Action: Antisense oligonucleotide (ASO) against superoxide dismutase 1 (SOD1) suppresses SOD1 expression.

The subjects are patients with familial ALS with SOD1 mutations*.　

Previous study results: No change was observed for the primary endpoint of ALSFRS-R (rate of symptom progression) in the double-blind period at six months (p=0.97).

Future extension studies hope to show the effect of the drug on slowing the rate of progression in the initial active drug group compared to that in the initial placebo group.

Details

Clinical trial results: Phase III: There was no positive effect on the primary efficacy endpoint of change from baseline in ALSFRS-R total score at 28 weeks (double-blind period) in the primary analysis group (rapid progressive group) (placebo n=21; active n=39) (between-group difference 1.2; p=0.97). Serious neurologic adverse events (myelitis, meningitis, lumbar disc disease, intracranial hypertension, and papilledema) occurred in approximately 7% of patients with active drug. Zero occurred in the placebo group.(Miller et al., 2022)

However, a trend in favor of Tofelsen was observed for the secondary and exploratory endpoints (motor function, respiratory function, and quality of life) (Miller et al., 2021).

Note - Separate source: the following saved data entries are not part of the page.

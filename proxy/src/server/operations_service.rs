// Copyright 2020 Toolchain Labs, Inc. All rights reserved.
// Licensed under the Apache License, Version 2.0 (see LICENSE).

use std::sync::Arc;

use ginepro::LoadBalancedChannel;
use grpc_util::auth::{AuthScheme, Permissions};
use protos::google::longrunning::{
    operations_client::OperationsClient, operations_server::Operations, CancelOperationRequest,
    DeleteOperationRequest, GetOperationRequest, ListOperationsRequest, ListOperationsResponse,
    Operation, WaitOperationRequest,
};
use tonic::metadata::MetadataMap;
use tonic::{Request, Response, Status};

use execution_util::instance_name_from_operation_name;

use crate::server::{client_call, ProxyServerInner};

pub(crate) struct OperationsService {
    inner: Arc<ProxyServerInner>,
    auth_scheme: AuthScheme,
}

impl OperationsService {
    pub const SERVICE_NAME: &'static str = "google.longrunning.Operations";

    pub(crate) fn new(inner: Arc<ProxyServerInner>, auth_scheme: AuthScheme) -> Self {
        OperationsService { inner, auth_scheme }
    }

    fn get_client(
        &self,
        metadata: &MetadataMap,
        operation_name: &str,
    ) -> Result<OperationsClient<LoadBalancedChannel>, Status> {
        let requested_instance_name = instance_name_from_operation_name(&operation_name.to_owned())
            .map_err(Status::invalid_argument)?;

        self.inner.check_authorized(
            self.auth_scheme,
            metadata,
            &requested_instance_name,
            Permissions::Execute,
        )?;

        self.inner
            .backend(&requested_instance_name)
            .operations
            .as_ref()
            .cloned()
            .ok_or_else(|| {
                Status::invalid_argument(format!("No such instance: {requested_instance_name}"))
            })
    }
}

#[tonic::async_trait]
impl Operations for OperationsService {
    #[tracing::instrument(skip_all, fields(opentelemetry = true))]
    async fn list_operations(
        &self,
        request: Request<ListOperationsRequest>,
    ) -> Result<Response<ListOperationsResponse>, Status> {
        let client = self.get_client(request.metadata(), &request.get_ref().name)?;
        let request = request.into_inner();
        client_call(
            client,
            move |mut client| {
                let request = request.clone();
                async move { client.list_operations(request).await }
            },
            Self::SERVICE_NAME,
            "ListOperations",
        )
        .await
    }

    #[tracing::instrument(skip_all, fields(opentelemetry = true))]
    async fn get_operation(
        &self,
        request: Request<GetOperationRequest>,
    ) -> Result<Response<Operation>, Status> {
        let client = self.get_client(request.metadata(), &request.get_ref().name)?;
        let request = request.into_inner();
        client_call(
            client,
            move |mut client| {
                let request = request.clone();
                async move { client.get_operation(request).await }
            },
            Self::SERVICE_NAME,
            "GetOperation",
        )
        .await
    }

    #[tracing::instrument(skip_all, fields(opentelemetry = true))]
    async fn delete_operation(
        &self,
        request: Request<DeleteOperationRequest>,
    ) -> Result<Response<()>, Status> {
        let client = self.get_client(request.metadata(), &request.get_ref().name)?;
        let request = request.into_inner();
        client_call(
            client,
            move |mut client| {
                let request = request.clone();
                async move { client.delete_operation(request).await }
            },
            Self::SERVICE_NAME,
            "DeleteOperation",
        )
        .await
    }

    #[tracing::instrument(skip_all, fields(opentelemetry = true))]
    async fn cancel_operation(
        &self,
        request: Request<CancelOperationRequest>,
    ) -> Result<Response<()>, Status> {
        let client = self.get_client(request.metadata(), &request.get_ref().name)?;
        let request = request.into_inner();
        client_call(
            client,
            move |mut client| {
                let request = request.clone();
                async move { client.cancel_operation(request).await }
            },
            Self::SERVICE_NAME,
            "CancelOperation",
        )
        .await
    }

    #[tracing::instrument(skip_all, fields(opentelemetry = true))]
    async fn wait_operation(
        &self,
        request: Request<WaitOperationRequest>,
    ) -> Result<Response<Operation>, Status> {
        let client = self.get_client(request.metadata(), &request.get_ref().name)?;
        let request = request.into_inner();
        client_call(
            client,
            move |mut client| {
                let request = request.clone();
                async move { client.wait_operation(request).await }
            },
            Self::SERVICE_NAME,
            "WaitOperation",
        )
        .await
    }
}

Tofelsen treatment significantly decreased the CSF neurofilament light chain (NLF) level, indicative of neuronal damage [60% reduction in active group and 20% increase in placebo group in the rapidly progressive group].

In an open-label extension study (after 12 months), ALSFR was 3.5 points (95% [CI]:0.4-6.7) and lung capacity (vital capacity) was 9.2% (95% CI:1.7-16.6) higher in the initial active drug group compared to that in the initial placebo group.

ClinicalTrials.gov Identifier: NCT03070119

Dosage: Monthly intrathecal injection

Side effects: In addition to adverse events related to lumbar puncture (headache, back pain, etc.), serious neurological events, including myelitis, occurred in the Tofelsen group.

Clinical Trials Status: On July 26, 2022, the FDA agreed to review a new drug application for tofersen. The application is based on a Phase 3 study that showed a greater reduction in neurofilament light chain NfL levels (a marker of transcellular damage) in the actual drug group. On 22 March 2002, the Advisory Committee stated that the reduction in neurofilaments was likely to indicate a clinical benefit for tofersen. However, the Committee voted that the data to date did not provide substantial evidence to support approval. However, the FDA granted accelerated approval (25 April 2023) on the basis that the reduction in neurofilaments was likely to provide a clinical benefit. For accelerated approval, efficacy must be demonstrated in subsequent studies.

A Phase III ATLAS clinical trial was initiated to test whether starting Tofelsen treatment in pre-onset individuals with SOD1 gene mutations can delay the onset of clinical symptoms.

ClinicalTrials.gov Identifier: NCT04856982　

Participants are being recruited.

Expected completion: August 2027

Remarks: Carriers with familial ALS who have a rapidly progressive SOD1 mutation, but are not yet symptomatic, are eligible.